Thanks for sharing such a great work. However, since $\theta_K$ and $\theta_V$ share the same dimension, and $f(\cdot;\cdot)$ is simply a linear function, I have the following questions:

How is training stabilized? Would optimization lead to collapse where $\theta_K=\theta_V$ and $W$ actually capture nothing?
What does $W$ capture? Since Eqn. (4) also relies on $\theta_K$ for reconstruction, how is $W$ analyzed independently?

karan-dalal commented 2 months ago

There are a few reasons why collapse doesn't occur:

We can interpret K and V as feature projections to the choice of inner model. They are learned as components of the outer loop, and are optimized against a different loss than f. Thus, we don't learn collapse, but rather a feature projection that will be beneficial to our outer loop loss (cross entropy next token prediction).
There's a non-linearity after all choice of f in our paper.

W is the weights of f (matrix for TTT-Linear, 2 matrices for TTT-MLP)

Cascol-Chen commented 2 months ago

Thanks for the quick response. I notice that non-linearity is LayerNorm in the implementation.
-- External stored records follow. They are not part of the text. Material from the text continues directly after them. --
//! Configuration file for ~/.config/gator/config.toml.
//!
//! The file is optional: a missing or empty file yields `Config::default()`.
//! Unknown keys are ignored with a warning. `register` and `login` write
//! the current user back with [`Config::set_user`].
use serde::{Deserialize, Serialize};
use std::path::{Path, PathBuf};
use std::time::Duration;
use thiserror::Error;

use crate::feed::{default_user_agent, FetcherConfig};
use crate::scheduler::SchedulerConfig;

// ============================================================================
// Error Types
// ============================================================================

#[derive(Debug, Error)]
pub enum ConfigError {
    #[error("Failed to access config file: {0}")]
    Io(#[from] std::io::Error),

    #[error("Invalid TOML in config file: {0}")]
    Parse(#[from] toml::de::Error),

    #[error("Failed to serialize config: {0}")]
    Serialize(#[from] toml::ser::Error),

    #[error("Config file too large: {0}")]
    TooLarge(String),
}

// ============================================================================
// Configuration Structs
// ============================================================================

/// Top-level configuration. Every key is optional.
#[derive(Debug, Clone, Default, PartialEq, Eq, Serialize, Deserialize)]
#[serde(default)]
pub struct Config {
    /// SQLite database file. Defaults to `gator.db` beside the config file.
    #[serde(skip_serializing_if = "Option::is_none")]
    pub db_path: Option<PathBuf>,

    /// User that user-scoped commands act as.
    #[serde(skip_serializing_if = "Option::is_none")]
    pub current_user_name: Option<String>,

    pub aggregator: AggregatorConfig,
}

/// `[aggregator]` table: scheduling and HTTP policy for `agg`.
#[derive(Debug, Clone, PartialEq, Eq, Serialize, Deserialize)]
#[serde(default)]
pub struct AggregatorConfig {
    pub tick_interval_secs: u64,
    pub worker_count: usize,
    pub http_timeout_secs: u64,
    /// 0 = a feed is due again on the tick after it was fetched
    pub refetch_after_secs: u64,
    pub user_agent: String,
}

impl Default for AggregatorConfig {
    fn default() -> Self {
        Self {
            tick_interval_secs: 60,
            worker_count: 4,
            http_timeout_secs: 10,
            refetch_after_secs: 0,
            user_agent: default_user_agent(),
        }
    }
}

impl AggregatorConfig {
    pub fn scheduler_config(&self) -> SchedulerConfig {
        SchedulerConfig {
            tick_interval: Duration::from_secs(self.tick_interval_secs.max(1)),
            worker_count: self.worker_count.max(1),
            refetch_after: Duration::from_secs(self.refetch_after_secs),
        }
    }

    pub fn fetcher_config(&self) -> FetcherConfig {
        FetcherConfig {
            timeout: Duration::from_secs(self.http_timeout_secs.max(1)),
            user_agent: self.user_agent.clone(),
            ..FetcherConfig::default()
        }
    }
}

const KNOWN_KEYS: [&str; 3] = ["db_path", "current_user_name", "aggregator"];
const KNOWN_AGGREGATOR_KEYS: [&str; 5] = [
    "tick_interval_secs",
    "worker_count",
    "http_timeout_secs",
    "refetch_after_secs",
    "user_agent",
];

impl Config {
    /// Maximum config file size (1 MB).
    const MAX_FILE_SIZE: u64 = 1_048_576;

    /// Load configuration from a TOML file.
    ///
    /// - Missing file → `Ok(Config::default())`
    /// - Empty file → `Ok(Config::default())`
    /// - Invalid TOML → `Err(ConfigError::Parse)` with line number info
    /// - Unknown keys → accepted, logged as warning
    pub fn load(path: &Path) -> Result<Self, ConfigError> {
        match std::fs::metadata(path) {
            Ok(meta) if meta.len() > Self::MAX_FILE_SIZE => {
                return Err(ConfigError::TooLarge(format!(
                    "Config file is {} bytes (max {} bytes)",
                    meta.len(),
                    Self::MAX_FILE_SIZE
                )));
            }
            Err(e) if e.kind() == std::io::ErrorKind::NotFound => {
                tracing::debug!(path = %path.display(), "No config file found, using defaults");
                return Ok(Self::default());
            }
            Err(e) => return Err(ConfigError::Io(e)),
            Ok(_) => {}
        }

        let content = std::fs::read_to_string(path)?;
        if content.trim().is_empty() {
            tracing::debug!(path = %path.display(), "Config file is empty, using defaults");
            return Ok(Self::default());
        }

        if let Ok(raw) = content.parse::<toml::Table>() {
            warn_unknown_keys(&raw);
        }

        let config: Config = toml::from_str(&content)?;
        tracing::debug!(
            path = %path.display(),
            user = ?config.current_user_name,
            "Loaded configuration"
        );
        Ok(config)
    }

    /// Write the configuration, replacing the file atomically.
    pub fn save(&self, path: &Path) -> Result<(), ConfigError> {
        if let Some(dir) = path.parent() {
            std::fs::create_dir_all(dir)?;
        }

        let content = toml::to_string_pretty(self)?;
        let tmp = path.with_extension("toml.tmp");
        std::fs::write(&tmp, content)?;
        std::fs::rename(&tmp, path)?;
        Ok(())
    }

    /// Make `name` the current user and save.
    pub fn set_user(&mut self, name: &str, path: &Path) -> Result<(), ConfigError> {
        self.current_user_name = Some(name.to_string());
        self.save(path)
    }

    /// Database file, resolved against the config directory when unset.
    pub fn database_path(&self, config_dir: &Path) -> PathBuf {
        self.db_path
            .clone()
            .unwrap_or_else(|| config_dir.join("gator.db"))
    }
}

fn warn_unknown_keys(raw: &toml::Table) {
    for key in raw.keys() {
        if !KNOWN_KEYS.contains(&key.as_str()) {
            tracing::warn!(key = %key, "Unknown key in config file, ignoring");
        }
    }

    if let Some(toml::Value::Table(aggregator)) = raw.get("aggregator") {
        for key in aggregator.keys() {
            if !KNOWN_AGGREGATOR_KEYS.contains(&key.as_str()) {
                tracing::warn!(key = %key, "Unknown key in [aggregator], ignoring");
            }
        }
    }
}

// ============================================================================
// Tests
// ============================================================================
However, the reconstruction_target computed here does not use LayerNorm for XK. Could your provide more explanation?

karan-dalal commented 2 months ago

The LayerNorm is not on the reconstruction target, it's included on our choice of f.

We add a residual connection to f for training stability (Sec. 2.7). So _f(x) = x + LN(fres(x)). Since we use MSE loss, we can pre-compute the reconstruction target as the difference between the residual and label view.

The LN is applied here during the forward of the test view.

Cascol-Chen commented 2 months ago

Thanks again for your quick and thoughtful response. I believe this work will broaden our understanding of TTT/TTA, and I am hopeful that TTT/TTA will become a standard practice in deep learning.